[Records Boundary: Start]

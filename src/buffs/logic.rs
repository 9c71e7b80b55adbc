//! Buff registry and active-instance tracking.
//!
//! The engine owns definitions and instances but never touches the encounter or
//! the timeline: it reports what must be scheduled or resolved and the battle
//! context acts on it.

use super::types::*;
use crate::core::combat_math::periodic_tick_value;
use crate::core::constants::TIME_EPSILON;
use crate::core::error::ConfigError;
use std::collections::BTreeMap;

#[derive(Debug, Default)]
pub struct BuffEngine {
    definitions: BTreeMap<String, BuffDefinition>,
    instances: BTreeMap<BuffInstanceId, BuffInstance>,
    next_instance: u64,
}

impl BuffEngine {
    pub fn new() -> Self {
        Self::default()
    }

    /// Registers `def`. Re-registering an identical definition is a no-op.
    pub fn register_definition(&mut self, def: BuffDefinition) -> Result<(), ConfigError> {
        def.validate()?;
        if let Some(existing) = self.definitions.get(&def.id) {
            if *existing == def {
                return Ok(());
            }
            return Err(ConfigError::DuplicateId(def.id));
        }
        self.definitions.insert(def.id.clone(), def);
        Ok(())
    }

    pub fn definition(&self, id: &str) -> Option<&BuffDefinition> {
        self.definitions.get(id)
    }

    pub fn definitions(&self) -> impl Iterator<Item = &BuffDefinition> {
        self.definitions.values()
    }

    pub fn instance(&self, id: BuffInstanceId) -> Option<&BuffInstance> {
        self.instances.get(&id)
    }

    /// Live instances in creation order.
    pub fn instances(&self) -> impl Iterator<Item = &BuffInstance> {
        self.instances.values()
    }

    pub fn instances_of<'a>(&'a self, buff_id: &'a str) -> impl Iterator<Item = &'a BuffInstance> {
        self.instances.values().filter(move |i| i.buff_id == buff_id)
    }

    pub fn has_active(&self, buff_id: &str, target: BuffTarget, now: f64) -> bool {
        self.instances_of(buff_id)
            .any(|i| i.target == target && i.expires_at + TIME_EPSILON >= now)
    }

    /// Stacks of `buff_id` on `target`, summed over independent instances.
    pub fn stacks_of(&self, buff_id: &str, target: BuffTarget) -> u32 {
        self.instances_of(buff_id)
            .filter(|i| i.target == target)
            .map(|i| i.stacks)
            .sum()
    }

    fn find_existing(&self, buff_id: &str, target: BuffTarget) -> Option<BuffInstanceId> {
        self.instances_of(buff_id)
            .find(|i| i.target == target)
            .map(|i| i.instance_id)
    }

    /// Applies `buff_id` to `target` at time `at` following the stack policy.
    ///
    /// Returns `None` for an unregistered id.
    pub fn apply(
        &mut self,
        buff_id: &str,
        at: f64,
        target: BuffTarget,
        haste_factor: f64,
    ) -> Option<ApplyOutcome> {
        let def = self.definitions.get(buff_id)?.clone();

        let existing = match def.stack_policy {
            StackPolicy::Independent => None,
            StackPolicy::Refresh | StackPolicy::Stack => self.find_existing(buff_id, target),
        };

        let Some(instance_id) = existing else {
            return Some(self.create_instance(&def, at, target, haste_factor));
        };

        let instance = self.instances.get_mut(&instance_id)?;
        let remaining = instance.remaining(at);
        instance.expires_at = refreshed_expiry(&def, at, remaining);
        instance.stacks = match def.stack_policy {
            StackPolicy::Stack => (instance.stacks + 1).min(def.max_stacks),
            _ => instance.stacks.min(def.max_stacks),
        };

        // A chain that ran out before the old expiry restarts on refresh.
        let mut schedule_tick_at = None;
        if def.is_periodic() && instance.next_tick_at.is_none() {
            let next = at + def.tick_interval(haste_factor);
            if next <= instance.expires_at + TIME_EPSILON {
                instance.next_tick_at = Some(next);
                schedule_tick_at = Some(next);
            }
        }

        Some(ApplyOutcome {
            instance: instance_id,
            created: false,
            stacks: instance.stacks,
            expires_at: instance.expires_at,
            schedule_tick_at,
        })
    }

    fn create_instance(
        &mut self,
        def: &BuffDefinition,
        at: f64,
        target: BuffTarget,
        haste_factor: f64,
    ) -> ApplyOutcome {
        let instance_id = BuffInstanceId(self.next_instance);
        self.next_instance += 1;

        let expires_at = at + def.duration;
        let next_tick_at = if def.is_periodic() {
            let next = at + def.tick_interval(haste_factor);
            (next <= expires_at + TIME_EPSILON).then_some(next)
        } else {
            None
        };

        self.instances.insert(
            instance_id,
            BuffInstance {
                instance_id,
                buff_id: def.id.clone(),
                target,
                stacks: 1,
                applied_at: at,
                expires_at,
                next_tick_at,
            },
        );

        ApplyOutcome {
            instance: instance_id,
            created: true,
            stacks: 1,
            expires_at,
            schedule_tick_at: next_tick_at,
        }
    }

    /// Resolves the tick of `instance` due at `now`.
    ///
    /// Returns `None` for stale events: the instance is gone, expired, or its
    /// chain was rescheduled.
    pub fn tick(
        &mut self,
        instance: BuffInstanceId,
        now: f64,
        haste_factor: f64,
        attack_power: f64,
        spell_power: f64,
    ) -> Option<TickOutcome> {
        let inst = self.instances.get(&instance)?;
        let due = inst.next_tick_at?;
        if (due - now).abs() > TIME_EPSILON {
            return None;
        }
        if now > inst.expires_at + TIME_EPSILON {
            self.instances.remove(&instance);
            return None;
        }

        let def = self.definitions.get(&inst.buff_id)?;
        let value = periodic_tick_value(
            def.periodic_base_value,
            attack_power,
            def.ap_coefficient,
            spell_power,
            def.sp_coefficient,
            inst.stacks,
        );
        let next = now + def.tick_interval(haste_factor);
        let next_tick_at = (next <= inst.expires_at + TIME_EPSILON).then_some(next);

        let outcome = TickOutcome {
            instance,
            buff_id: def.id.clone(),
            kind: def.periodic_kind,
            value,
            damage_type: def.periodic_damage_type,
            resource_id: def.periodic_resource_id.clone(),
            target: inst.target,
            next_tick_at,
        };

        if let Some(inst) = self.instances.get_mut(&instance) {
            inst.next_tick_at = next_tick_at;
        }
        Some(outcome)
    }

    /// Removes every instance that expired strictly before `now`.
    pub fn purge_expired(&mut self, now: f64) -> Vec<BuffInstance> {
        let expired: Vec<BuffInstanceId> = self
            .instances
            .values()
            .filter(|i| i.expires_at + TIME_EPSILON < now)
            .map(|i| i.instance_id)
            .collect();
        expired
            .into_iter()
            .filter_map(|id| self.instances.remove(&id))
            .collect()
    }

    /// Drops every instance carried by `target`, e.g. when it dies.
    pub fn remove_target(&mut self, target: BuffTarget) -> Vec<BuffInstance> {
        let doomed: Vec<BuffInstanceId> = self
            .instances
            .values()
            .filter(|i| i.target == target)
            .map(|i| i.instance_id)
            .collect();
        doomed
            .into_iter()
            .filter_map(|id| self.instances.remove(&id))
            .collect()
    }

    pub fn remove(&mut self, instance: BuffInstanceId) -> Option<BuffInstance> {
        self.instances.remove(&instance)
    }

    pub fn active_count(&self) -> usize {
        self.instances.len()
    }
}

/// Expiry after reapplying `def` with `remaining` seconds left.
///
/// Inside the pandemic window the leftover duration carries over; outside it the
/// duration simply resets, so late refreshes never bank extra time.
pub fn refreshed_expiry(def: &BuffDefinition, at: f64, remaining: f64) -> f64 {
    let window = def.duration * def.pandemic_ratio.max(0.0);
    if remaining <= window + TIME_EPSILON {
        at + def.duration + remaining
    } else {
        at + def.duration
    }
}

[Records Boundary: End]

## Work task
Retype exactly the lines above, from the one with "self.instances.get(&id)" through the one with "BuffTarget, now: f64)", inclusive.

## Your solution
        self.instances.get(&id)
    }

    /// Live instances in creation order.
    pub fn instances(&self) -> impl Iterator<Item = &BuffInstance> {
        self.instances.values()
    }

    pub fn instances_of<'a>(&'a self, buff_id: &'a str) -> impl Iterator<Item = &'a BuffInstance> {
        self.instances.values().filter(move |i| i.buff_id == buff_id)
    }

    pub fn has_active(&self, buff_id: &str, target: BuffTarget, now: f64) -> bool {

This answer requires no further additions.